NationStates Jolt Archive


The NationStates Dyson Sphere

QASM
13-08-2008, 03:28
I was going through the NSeconomy statistics of my nation the other day, and I noticed that my region, which has exactly 100 nations, has an average population of 1,420,410,000 people per nation. Now 100 nations is rather large as regions go, so if we take this as a small slice of the total population of nationstates, we get a total nationstates population of 104266616460000 people, distributed across 73406 nations. This set me thinking, what kind of physical construct would it take to comfortably house all these nations?

Now, I assume most of you are familiar with the concept of a dyson sphere, which is essentially an artificial shell or buble of unimaginable size built around a star in order to trap nearly 100% of the energy given off, as opposed to the tiny fraction of a percentage that powers all life on earth, with people living on the interior of the shell. You can read more about the concept here: http://en.wikipedia.org/wiki/Dyson_Sphere.

I wondered, would such a construct be able to house such a vast amount of people? Well, me and a friend did some calculations to that effect, and came up with the following:

Using the classical model of a dyson sphere, in order to prevent people being burnt off the surface or frozen, it would have to have a radius approximately equal to that of the earth's orbit. This gives it an interior surface area of approximately 290333426674154300 square kilometers.
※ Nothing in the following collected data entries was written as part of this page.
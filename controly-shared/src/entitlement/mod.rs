/// Module/plan entitlements and limit enforcement
///
/// An account's plan decides, per module, whether the module is available,
/// which write actions are allowed, and how many items may exist. This module
/// resolves those settings into a verdict and enforces it.
///
/// # Modules
///
/// - [`verdict`]: the pure resolver, actions and denials
/// - [`store`]: data access the service depends on
/// - [`service`]: request-level enforcement, including the locked create path
///
/// # Denials
///
/// | Code                   | Meaning                                       |
/// |------------------------|-----------------------------------------------|
/// | `MODULE_NOT_AVAILABLE` | plan doesn't include the module               |
/// | `PLAN_LIMIT_EXCEEDED`  | create attempted at or over the item limit    |
/// | `INSUFFICIENT_ROLE`    | module included but the action is withheld    |

pub mod service;
pub mod store;
pub mod verdict;

pub use service::{EntitlementError, EntitlementService, GuardedCreate, ModulePermission};
pub use store::{AccountPlanRef, EntitlementStore, PgEntitlementStore};
pub use verdict::{
    resolve, Action, DenialDetails, EntitlementDenial, EntitlementVerdict, PlanModuleConfig,
    NEAR_LIMIT_PERCENT,
};
//! Gamut correction and normalization of linear RGB
//!
//! A colour outside the primaries' triangle shows up as a negative RGB
//! component. The default policy desaturates uniformly: the magnitude of the
//! most negative component is added to all three channels, which moves the
//! colour toward white until it sits on the gamut boundary. This is not the
//! closest in-gamut colour; [`GamutPolicy::Clip`] offers a coordinate-wise
//! projection instead.

use serde::{Deserialize, Serialize};

use crate::colour::Rgb;

/// How negative RGB components are brought into gamut
#[derive(Debug, Clone, Copy, PartialEq, Eq, Default, Serialize, Deserialize)]
#[serde(rename_all = "lowercase")]
pub enum GamutPolicy {
    /// Add `-min(rgb)` to every component
    #[default]
    Desaturate,
    /// Set each negative component to zero
    Clip,
}

impl GamutPolicy {
    /// Apply this policy; in-gamut values pass through unchanged
    #[inline]
    pub fn apply(self, rgb: Rgb) -> Rgb {
        match self {
            GamutPolicy::Desaturate => desaturate(rgb),
            GamutPolicy::Clip => clip(rgb),
        }
    }
}

impl std::str::FromStr for GamutPolicy {
    type Err = String;

    fn from_str(s: &str) -> Result<Self, Self::Err> {
        match s.to_lowercase().as_str() {
            "desaturate" => Ok(GamutPolicy::Desaturate),
            "clip" => Ok(GamutPolicy::Clip),
            other => Err(format!("unknown gamut policy {other:?}")),
        }
    }
}

/// Uniform desaturation by the most negative component
#[inline]
pub fn desaturate(rgb: Rgb) -> Rgb {
    let min = rgb.min_component();
    if min < 0.0 { rgb.offset(-min) } else { rgb }
}

/// Coordinate-wise projection onto the non-negative octant
#[inline]
pub fn clip(rgb: Rgb) -> Rgb {
    Rgb::new(rgb.r.max(0.0), rgb.g.max(0.0), rgb.b.max(0.0))
}

/// Divide by the largest component so the brightest channel is 1.0
///
/// The zero vector has no brightest channel and is returned as black
/// whether or not `normalize` is set; any other vector is always scaled.
#[inline]
pub fn normalize(rgb: Rgb, normalize: bool) -> Rgb {
    if rgb.is_zero() {
        if normalize {
            log::trace!("zero RGB vector left unnormalized");
        }
        return rgb;
    }
    let max = rgb.max_component();
    Rgb::new(rgb.r / max, rgb.g / max, rgb.b / max)
}
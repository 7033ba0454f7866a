//! Error types for metamer-core

use thiserror::Error;

/// Result type for metamer-core operations
pub type Result<T> = std::result::Result<T, Error>;

/// Errors that can occur while building colour systems or converting spectra
#[derive(Error, Debug)]
#[non_exhaustive]
pub enum Error {
    /// The three primaries are linearly dependent
    #[error("Singular primaries: colour system {name:?} has no invertible basis")]
    SingularPrimaries { name: String },

    /// The white point needs a zero weight of one of the primaries
    #[error("Degenerate white point: colour system {name:?} cannot map its white point to neutral")]
    DegenerateWhitePoint { name: String },

    /// Requested wavelength lies outside the sampling grid
    #[error("Wavelength out of range: {wavelength} nm is outside {min}..{max} nm")]
    WavelengthOutOfRange { wavelength: f64, min: f64, max: f64 },

    /// Spectrum and colour-matching table are sampled on different grids
    #[error("Grid mismatch: expected {expected}, got {actual}")]
    GridMismatch { expected: String, actual: String },

    /// Spectral power must be finite and non-negative
    #[error("Invalid amplitude: {0}")]
    InvalidAmplitude(f64),

    /// Malformed colour-matching table text
    #[error("Table parse error at line {line}: {reason}")]
    TableParse { line: usize, reason: String },

    /// No preset or white point with this name
    #[error("Unknown colour system: {0}")]
    UnknownColourSystem(String),

    /// Invalid colour system configuration
    #[error("Config error: {0}")]
    Config(String),

    /// I/O error
    #[error("I/O error: {0}")]
    Io(#[from] std::io::Error),
}

impl From<serde_json::Error> for Error {
    fn from(e: serde_json::Error) -> Self {
        Error::Config(e.to_string())
    }
}
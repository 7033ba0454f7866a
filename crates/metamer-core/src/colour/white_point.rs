//! CIE Standard Illuminant White Points
//!
//! White points are given by their chromaticity; a colour system maps its
//! white point to neutral R = G = B.

use crate::colour::Chromaticity;

/// A named white point
#[derive(Debug, Clone, Copy, PartialEq)]
pub struct WhitePoint {
    /// Name of the illuminant
    pub name: &'static str,
    /// CIE 1931 chromaticity
    pub chromaticity: Chromaticity,
}

impl WhitePoint {
    /// Create a new white point from its (x, y) chromaticity
    pub const fn new(name: &'static str, x: f64, y: f64) -> Self {
        Self {
            name,
            chromaticity: Chromaticity::from_xy(x, y),
        }
    }
}

// ============================================================================
// Standard CIE Illuminants
// ============================================================================

/// CIE Standard Illuminant D65 (Noon Daylight)
///
/// White point of the HDTV, SMPTE-C and sRGB presets.
pub const D65: WhitePoint = WhitePoint::new("D65", 0.3127, 0.3291);

/// CIE Standard Illuminant D50 (Horizon Light)
pub const D50: WhitePoint = WhitePoint::new("D50", 0.3457, 0.3585);

/// CIE Standard Illuminant A (Incandescent)
pub const A: WhitePoint = WhitePoint::new("A", 0.44757, 0.40745);

/// CIE Standard Illuminant E (Equal Energy)
pub const E: WhitePoint = WhitePoint::new("E", 1.0 / 3.0, 1.0 / 3.0);

/// Get a standard white point by name
pub fn from_name(name: &str) -> Option<WhitePoint> {
    match name.to_uppercase().as_str() {
        "D65" => Some(D65),
        "D50" => Some(D50),
        "A" => Some(A),
        "E" => Some(E),
        _ => None,
    }
}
Now, according to what appears to be one of the more accepted figures (by a small margin) the maximum population that the earth could comfortably hold is around 25 billion, so we will use that as our population density. So, at a density of 25 billion people per 510,072,000 km, that equals around 2127339263639.4048 square kilometers to house the entire population of nationstates. Thats one one-hundred-and-thirty-six-thousand-four-hundred-and-seventy-seventh of the entire sphere. Heres a more graphic demonstration:

http://img369.imageshack.us/img369/9927/sphereus4.png

The red area is....all of nationstates. Consider that that area is still many times the size of jupiter.

Mind-boggling isnt it? If humanity ever does end up creating a dyson sphere, I doubt we will ever manage to overpopulate it.
Copiosa Scotia
13-08-2008, 03:34
Now, I assume most of you are familiar with the concept of a dyson sphere...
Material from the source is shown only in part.